Show answer & explanation
Key insight: the language contains exactly those strings over {a,b} that have the substring "aa" or the substring "bb" anywhere.
Construct a deterministic finite automaton that recognizes strings that contain at least one occurrence of two equal consecutive letters. Use four states:
q0: start state (no previous symbol remembered and no double seen).
q1: the last symbol seen was 'a' and no double has been seen yet.
q2: the last symbol seen was 'b' and no double has been seen yet.
q3: accepting sink state meaning "a double (aa or bb) has been seen". Once reached, remain in q3 on all inputs.
Define transitions as follows:
From q0: on 'a' -> q1; on 'b' -> q2.
From q1 (last was 'a'): on 'a' -> q3 (seen 'aa'); on 'b' -> q2.
From q2 (last was 'b'): on 'b' -> q3 (seen 'bb'); on 'a' -> q1.
From q3: on both 'a' and 'b' stay in q3 (absorbing accepting state).
Why this is correct:
Before any double is seen the automaton records only the last symbol (or none at the start) so it can detect when two equal symbols occur consecutively.
When a double is seen the automaton moves to q3 and stays there, so any further input cannot invalidate the fact that a double occurred.
Thus the machine accepts exactly those strings that contain 'aa' or 'bb' at least once.
Simple test examples:
'aa' -> accepted (q0 --a--> q1 --a--> q3).
'baab' -> accepted (double 'aa' appears in the middle).
'abab' -> rejected (no 'aa' or 'bb' anywhere).
Why other simple DFA mistakes fail:
A machine that only checks the final two symbols (accepting exactly strings that end with 'aa' or 'bb') is wrong because it misses strings where the double appears earlier (e.g., 'aab').

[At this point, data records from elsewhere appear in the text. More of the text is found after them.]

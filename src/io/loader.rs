use std::fs;
use std::path::{Path, PathBuf};

use log::{debug, info};

use crate::error::LoadError;
use crate::kernel::{ProcessControlBlock, PCB_SIZE};

/// Copies the PCB file so the original is never touched, returning the
/// path to read from.
pub fn make_working_copy(source: &Path, copy: &Path) -> Result<PathBuf, LoadError> {
    fs::copy(source, copy).map_err(|source| LoadError::Io {
        path: copy.to_path_buf(),
        source,
    })?;

    info!("copied {} to {}", source.display(), copy.display());
    Ok(copy.to_path_buf())
}

/// Reads every PCB record in file order.
pub fn load_pcbs(path: &Path) -> Result<Vec<ProcessControlBlock>, LoadError> {
    let data = fs::read(path).map_err(|source| LoadError::Io {
        path: path.to_path_buf(),
        source,
    })?;

    let pcbs = parse_pcbs(&data)?;
    debug!("loaded {} PCB(s) from {}", pcbs.len(), path.display());
    Ok(pcbs)
}

/// Decodes a whole job stream. The length is checked before anything is built.
pub fn parse_pcbs(data: &[u8]) -> Result<Vec<ProcessControlBlock>, LoadError> {
    if data.len() % PCB_SIZE != 0 {
        return Err(LoadError::Truncated(data.len()));
    }

    let mut pcbs = Vec::with_capacity(data.len() / PCB_SIZE);
    for chunk in data.chunks_exact(PCB_SIZE) {
        let record: &[u8; PCB_SIZE] = chunk
            .try_into()
            .map_err(|_| LoadError::Truncated(data.len()))?;
        pcbs.push(ProcessControlBlock::from_bytes(record));
    }

    Ok(pcbs)
}

#[cfg(test)]
mod tests {
    use std::io::Write;

    use super::*;

    fn record(process_id: i32, burst_time: i32) -> [u8; PCB_SIZE] {
        ProcessControlBlock {
            priority: 2,
            name: *b"worker\0\0\0\0\0\0\0\0\0\0",
            process_id,
            activity_status: 1,
            base_register: 0,
            limit_register: 512,
            burst_time,
        }
        .to_bytes()
    }

    #[test]
    fn test_loader_parse_in_order() {
        let data: Vec<u8> = [record(1, 10), record(2, 20)].concat();
        let pcbs = parse_pcbs(&data).unwrap();

        assert_eq!(pcbs.len(), 2);
        assert_eq!(pcbs[0].process_id, 1);
        assert_eq!(pcbs[1].burst_time, 20);
        assert_eq!(pcbs[1].get_name(), "worker");
    }

    #[test]
    fn test_loader_empty_stream() {
        assert!(parse_pcbs(&[]).unwrap().is_empty());
    }

    #[test]
    fn test_loader_rejects_partial_record() {
        let mut data = record(1, 10).to_vec();
        data.pop();
        assert!(matches!(parse_pcbs(&data), Err(LoadError::Truncated(37))));
    }

    #[test]
    fn test_loader_load_from_file() {
        let mut file = tempfile::Builder::new().suffix(".bin").tempfile().unwrap();
        file.write_all(&record(7, 45)).unwrap();

        let pcbs = load_pcbs(file.path()).unwrap();
        assert_eq!(pcbs.len(), 1);
        assert_eq!(pcbs[0].process_id, 7);
    }

    #[test]
    fn test_loader_missing_file() {
        let err = load_pcbs(Path::new("/nonexistent/jobs.bin")).unwrap_err();
        assert!(matches!(err, LoadError::Io { .. }));
    }

    #[test]
    fn test_loader_working_copy_leaves_original() {
        let dir = tempfile::tempdir().unwrap();
        let original = dir.path().join("jobs.bin");
        fs::write(&original, record(3, 30)).unwrap();

        let copy = make_working_copy(&original, &dir.path().join("pcbFile.bin")).unwrap();
        let pcbs = load_pcbs(&copy).unwrap();

        assert_eq!(pcbs[0].process_id, 3);
        assert_eq!(fs::read(&original).unwrap(), record(3, 30));
    }
}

A machine that does not remain in an accepting sink after seeing a double is wrong because subsequent inputs could incorrectly drive it out of acceptance.
Conclusion: The DFA described above (with the accepting sink reached when 'aa' or 'bb' is first observed) correctly accepts the language of the regular expression R = (a+b)* (aa + bb) (a+b)*.